"Turbo-decoding" of error-correcting codes
using belief networks/graphical models
Turbo codes are a new class of error-control coding systems that offer
near optimal performance while requiring only moderate complexity.
It is now known that the widely-used iterative decoding algorithm for turbo-codes
is in fact a special case of a general local message-passing algorithm
for efficiently computing posterior probabilities in acyclic directed graphical
(ADG) models (also known as ``belief networks") .
The belief network for rate 1/2 Turbo code is shown below. The information
bits, U1, U2, ..., Uk, are fed into
two convolutional encoders. The codeword X1, X2
,... , X2k, which consists of U1, U2,
..., and the output of the two encoders, is sent across a noisy channel.

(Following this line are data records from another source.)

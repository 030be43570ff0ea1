// src/application/ports/time.rs
use chrono::{DateTime, Utc};

/// Source of "now" for stamping `updated_at`; tests pin it.
pub trait Clock: Send + Sync {
    fn now(&self) -> DateTime<Utc>;
}
pub mod ports;
pub mod services;

pub use services::{SafeUserService, touch};
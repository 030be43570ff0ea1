// src/application/services/mod.rs
use std::sync::Arc;

use serde_json::Value;

use crate::{
    application::ports::{ClockPort, EmailValidatorPort, time::Clock},
    domain::{
        errors::{DomainError, DomainResult, ValidationError},
        user::{EmailAddress, SafeUser, UserRepository, validate},
    },
};

/// Returns a copy of `user` stamped with the clock's current time. The input
/// is left untouched.
pub fn touch(user: &SafeUser, clock: &dyn Clock) -> SafeUser {
    user.touch(clock.now())
}

/// Glue between the validation contract, the clock, and storage. Callers that
/// own account policies (confirmation, bans, roles, 2FA) decide what changes;
/// this service only guarantees that what is stored is valid and stamped.
pub struct SafeUserService {
    repo: Arc<dyn UserRepository>,
    clock: Arc<ClockPort>,
    emails: Arc<EmailValidatorPort>,
}

impl SafeUserService {
    pub fn new(
        repo: Arc<dyn UserRepository>,
        clock: Arc<ClockPort>,
        emails: Arc<EmailValidatorPort>,
    ) -> Self {
        Self {
            repo,
            clock,
            emails,
        }
    }

    pub fn validate(&self, candidate: &Value) -> Result<SafeUser, ValidationError> {
        validate(candidate, self.emails.as_ref())
    }

    /// Validates a freshly registered record and stores it.
    pub async fn accept(&self, candidate: &Value) -> DomainResult<SafeUser> {
        let user = self.validate(candidate)?;
        let stored = self.repo.insert(&user).await?;
        tracing::info!(email = %stored.email, role = %stored.role, "user stored");
        Ok(stored)
    }

    /// Persists a mutated record, stamping `updated_at` first.
    pub async fn record_mutation(&self, user: &SafeUser) -> DomainResult<SafeUser> {
        let touched = touch(user, self.clock.as_ref());
        self.repo.update(&touched).await
    }

    pub async fn find(&self, email: &EmailAddress) -> DomainResult<SafeUser> {
        self.repo
            .find_by_email(email)
            .await?
            .ok_or_else(|| DomainError::NotFound(format!("user '{email}'")))
    }

    pub async fn remove(&self, email: &EmailAddress) -> DomainResult<()> {
        self.repo.delete(email).await
    }
}
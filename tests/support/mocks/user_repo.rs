// tests/support/mocks/user_repo.rs
use async_trait::async_trait;
use std::collections::HashMap;
use std::sync::Mutex;
use users_types::domain::errors::{DomainError, DomainResult};
use users_types::domain::user::{EmailAddress, SafeUser, UserRepository};

/// Repository keyed by email, mirroring the unique index of the real table.
#[derive(Default)]
pub struct InMemoryUserRepo {
    inner: Mutex<HashMap<String, SafeUser>>,
}

impl InMemoryUserRepo {
    pub fn len(&self) -> usize {
        self.inner.lock().unwrap().len()
    }
}

#[async_trait]
impl UserRepository for InMemoryUserRepo {
    async fn insert(&self, user: &SafeUser) -> DomainResult<SafeUser> {
        let mut map = self.inner.lock().unwrap();
        let key = user.email.as_str().to_owned();
        if map.contains_key(&key) {
            return Err(DomainError::Conflict("email already exists".into()));
        }
        map.insert(key, user.clone());
        Ok(user.clone())
    }

    async fn find_by_email(&self, email: &EmailAddress) -> DomainResult<Option<SafeUser>> {
        let map = self.inner.lock().unwrap();
        Ok(map.get(email.as_str()).cloned())
    }

    async fn update(&self, user: &SafeUser) -> DomainResult<SafeUser> {
        let mut map = self.inner.lock().unwrap();
        let stored = map
            .get_mut(user.email.as_str())
            .ok_or_else(|| DomainError::NotFound("user not found".into()))?;
        let created_at = stored.created_at;
        *stored = SafeUser {
            created_at,
            ..user.clone()
        };
        Ok(stored.clone())
    }

    async fn delete(&self, email: &EmailAddress) -> DomainResult<()> {
        let mut map = self.inner.lock().unwrap();
        map.remove(email.as_str())
            .map(|_| ())
            .ok_or_else(|| DomainError::NotFound("user not found".into()))
    }
}
// src/domain/credentials.rs
//! Shapes owned by the credentials/auth packages.
//!
//! The user entity composes these types but does not interpret them: tag
//! semantics and two-factor flows belong to their owners. Only the structure is
//! mirrored here so that records can be checked and round-tripped.
use crate::domain::errors::{ValidationError, ValidationErrorKind};
use crate::domain::user::value_objects::{EmailAddress, Role, Username};
use serde::{Deserialize, Serialize};
use serde_json::{Map, Value};
use std::{fmt, str::FromStr};

/// Kind of credentials a user account was registered with.
#[derive(Debug, Clone, Copy, PartialEq, Eq, Hash, Serialize, Deserialize)]
#[serde(rename_all = "lowercase")]
pub enum CredentialsUserType {
    Standard,
    Web2,
    Web3,
}

impl CredentialsUserType {
    pub const ALL: [Self; 3] = [Self::Standard, Self::Web2, Self::Web3];

    pub fn as_str(&self) -> &'static str {
        match self {
            Self::Standard => "standard",
            Self::Web2 => "web2",
            Self::Web3 => "web3",
        }
    }
}

impl fmt::Display for CredentialsUserType {
    fn fmt(&self, f: &mut fmt::Formatter<'_>) -> fmt::Result {
        f.write_str(self.as_str())
    }
}

impl FromStr for CredentialsUserType {
    type Err = ValidationError;

    fn from_str(s: &str) -> Result<Self, Self::Err> {
        Self::ALL
            .into_iter()
            .find(|variant| variant.as_str() == s)
            .ok_or_else(|| ValidationErrorKind::InvalidEnum("type").into())
    }
}

/// Opaque label attached to a user by the tagging package.
#[derive(Debug, Clone, PartialEq, Eq, Hash, Serialize, Deserialize)]
#[serde(transparent)]
pub struct UserTag(String);

impl UserTag {
    pub fn new(value: impl Into<String>) -> Self {
        Self(value.into())
    }

    pub fn as_str(&self) -> &str {
        &self.0
    }
}

impl From<UserTag> for String {
    fn from(value: UserTag) -> Self {
        value.0
    }
}

#[derive(Debug, Clone, Copy, PartialEq, Eq, Default, Serialize, Deserialize)]
#[serde(rename_all = "lowercase")]
pub enum TwoFactorStatus {
    #[default]
    Disabled,
    Pending,
    Enabled,
}

impl TwoFactorStatus {
    pub fn as_str(&self) -> &'static str {
        match self {
            Self::Disabled => "disabled",
            Self::Pending => "pending",
            Self::Enabled => "enabled",
        }
    }
}

/// Two-factor configuration as stored by the auth package.
///
/// The document is kept verbatim: the auth package owns its keys and their
/// validation, so the only requirement here is that it is a JSON object.
#[derive(Debug, Clone, PartialEq, Eq, Serialize, Deserialize)]
#[serde(transparent)]
pub struct TwoFactorAuth(Map<String, Value>);

impl TwoFactorAuth {
    pub fn new(document: Map<String, Value>) -> Self {
        Self(document)
    }

    pub fn get(&self, key: &str) -> Option<&Value> {
        self.0.get(key)
    }

    /// Status as understood by the auth package, if present and recognised.
    pub fn status(&self) -> Option<TwoFactorStatus> {
        self.get("status")
            .and_then(|raw| TwoFactorStatus::deserialize(raw).ok())
    }

    pub fn as_map(&self) -> &Map<String, Value> {
        &self.0
    }
}

impl Default for TwoFactorAuth {
    fn default() -> Self {
        let mut document = Map::new();
        document.insert(
            "status".into(),
            Value::from(TwoFactorStatus::Disabled.as_str()),
        );
        Self(document)
    }
}

impl From<TwoFactorAuth> for Map<String, Value> {
    fn from(value: TwoFactorAuth) -> Self {
        value.0
    }
}

/// Fields a record must expose to satisfy the credentials user contract.
pub trait CredentialsUser {
    fn email(&self) -> &EmailAddress;
    fn username(&self) -> &Username;
    fn user_type(&self) -> CredentialsUserType;
    fn role(&self) -> Role;
    fn confirmed(&self) -> bool;
    fn banned(&self) -> bool;
    fn tags(&self) -> &[UserTag];
    fn two_factor_auth(&self) -> &TwoFactorAuth;
}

The output from the channel is the received
code word Y1, Y2, ... , Y2k.
The Belief Network of Rate 1/2 Turbo code
The message-passing algorithm is valid only in belief networks without
cycles, but the belief network for Turbo code shown above is cyclic.
In this project, we are trying to understand why Turbo code performs so
well in practice.
Results to date
Most cycles in the belief network of Turbo code are long cycles.
For example, for the block length of 64000, a randomly chosen node has
a less than 1% chance of being on a cycle of length less than or equal
The effect of the message from one node is localized in that it cannot
go beyond an effective distance.
Cooperators and Funding
This is a joint project with Bob
McEliece's group at Caltech, funded by AFOSR.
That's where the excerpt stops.